Long noncoding RNA GAS5 inhibits LX-2 cells activation by suppressing NF-κB signalling through regulation of the miR-433-3p/TLR10 axis.

Abstract

Liver fibrosis is a common disease that can lead to hepatic failure. Our aims were to reveal the role of GAS5 in the regulation of liver fibrosis. LX-2 human hepatic satellite cells (HSCs) were cultured and activated using TGF-β1 treatment. A CCK-8 assay was performed to assess cell viability. A luciferase assay was employed to monitor the interactions between miR-433-3p and GAS5 or toll-like receptor 10 (TLR10). Western blotting and real-time quantitative PCR (RT-qPCR) were applied to detect the expression levels of α-SMA, Col.
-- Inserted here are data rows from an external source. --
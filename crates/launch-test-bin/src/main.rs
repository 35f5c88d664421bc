//! rmw-launch-test - launches a middleware router and a test runner, waits for
//! the runner, and checks every exit code.

mod commands;

use std::path::PathBuf;
use std::process::ExitCode;

use clap::{Args, Parser, Subcommand};
use launch_config_and_utils::{init_logging, LaunchConfig, Paths};

/// rmw launch-test command-line interface.
#[derive(Parser, Debug)]
#[command(name = "rmw-launch-test")]
#[command(about = "Run ROS 2 middleware launch tests and check their exit codes")]
#[command(version)]
struct Cli {
    #[command(subcommand)]
    command: Option<Commands>,

    /// Log level (trace, debug, info, warn, error). Overrides the config file.
    #[arg(short, long, global = true)]
    log_level: Option<String>,

    /// Base directory for config and logs. Defaults to ~/.rmw-launch-test
    #[arg(long, global = true)]
    base_dir: Option<PathBuf>,

    /// Configuration file to use instead of <base-dir>/config.json
    #[arg(long, global = true)]
    config: Option<PathBuf>,
}

#[derive(Subcommand, Debug)]
enum Commands {
    /// Run a scenario
    Run(RunArgs),
    /// List registered scenarios and their launch arguments
    List,
}

#[derive(Args, Debug, Default)]
struct RunArgs {
    /// Scenario to run. Defaults to the first registered one.
    #[arg(short, long)]
    scenario: Option<String>,

    /// Seconds to wait for the awaited process before failing
    #[arg(long)]
    timeout_secs: Option<u64>,

    /// Workspace the test runner executes in (same as workspace_directory:=PATH)
    #[arg(long)]
    workspace_directory: Option<PathBuf>,

    /// Write a JSON report of the run to this file
    #[arg(long)]
    report: Option<PathBuf>,

    /// Launch arguments in name:=value form
    #[arg(value_name = "NAME:=VALUE")]
    launch_args: Vec<String>,
}

#[tokio::main]
async fn main() -> Result<ExitCode, Box<dyn std::error::Error>> {
    let cli = Cli::parse();

    // Load configuration
    let (paths, config) = load_config(&cli)?;

    // Initialize logging
    let log_dir_error = paths.ensure_dirs().err();
    let log_path = log_dir_error.is_none().then(|| paths.log_file());
    init_logging(&config.log_level, log_path);
    if let Some(err) = log_dir_error {
        tracing::warn!(error = %err, "Could not create log directory, logging to stderr only");
    }

    match cli.command {
        Some(Commands::Run(args)) => commands::run(config, args).await,
        None => commands::run(config, RunArgs::default()).await,
        Some(Commands::List) => {
            commands::list();
            Ok(ExitCode::SUCCESS)
        }
    }
}

/// Resolve the base directory and load the configuration the flags point at.
/// `--log-level` wins over the file and the environment.
fn load_config(cli: &Cli) -> Result<(Paths, LaunchConfig), Box<dyn std::error::Error>> {
    let paths = match &cli.base_dir {
        Some(base) => Paths::with_base_dir(base.clone()),
        None => Paths::new()?,
    };
    let mut config = match &cli.config {
        Some(file) => {
            let mut config = LaunchConfig::load_from_file(file)?;
            config.load_from_env();
            config
        }
        None => LaunchConfig::load(&paths)?,
    };
    if let Some(level) = &cli.log_level {
        config.log_level = level.clone();
    }
    Ok((paths, config))
}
I, PCNA-, MMP2-, MMP9-, TLR10-, and NF-κB-related molecules at the protein and RNA levels. GAS5 and TLR10 were decreased while miR-433-3p was upregulated in TGF-β1-activated LX-2 cells. Upregulation of GAS5 or downregulation of miR-433-3p suppressed HSC activation, and luciferase assays indicated that miR-433-3p binds with GAS5 and the 3'-UTR of TLR10. MiR-433-3p upregulation and TLR10 downregulation rescued the impacts of GAS5 overexpression or miR-433-3p knockdown on LX-2 cells. Upregulation of GAS5 also suppressed the phosphorylation of NF-κB through the miR-433-3p/TLR10 axis. LncRNA GAS5 exerts an inhibitory effect on HSC activation by suppressing NF-κB signalling through regulation of the miR-433-3p/TLR10 axis.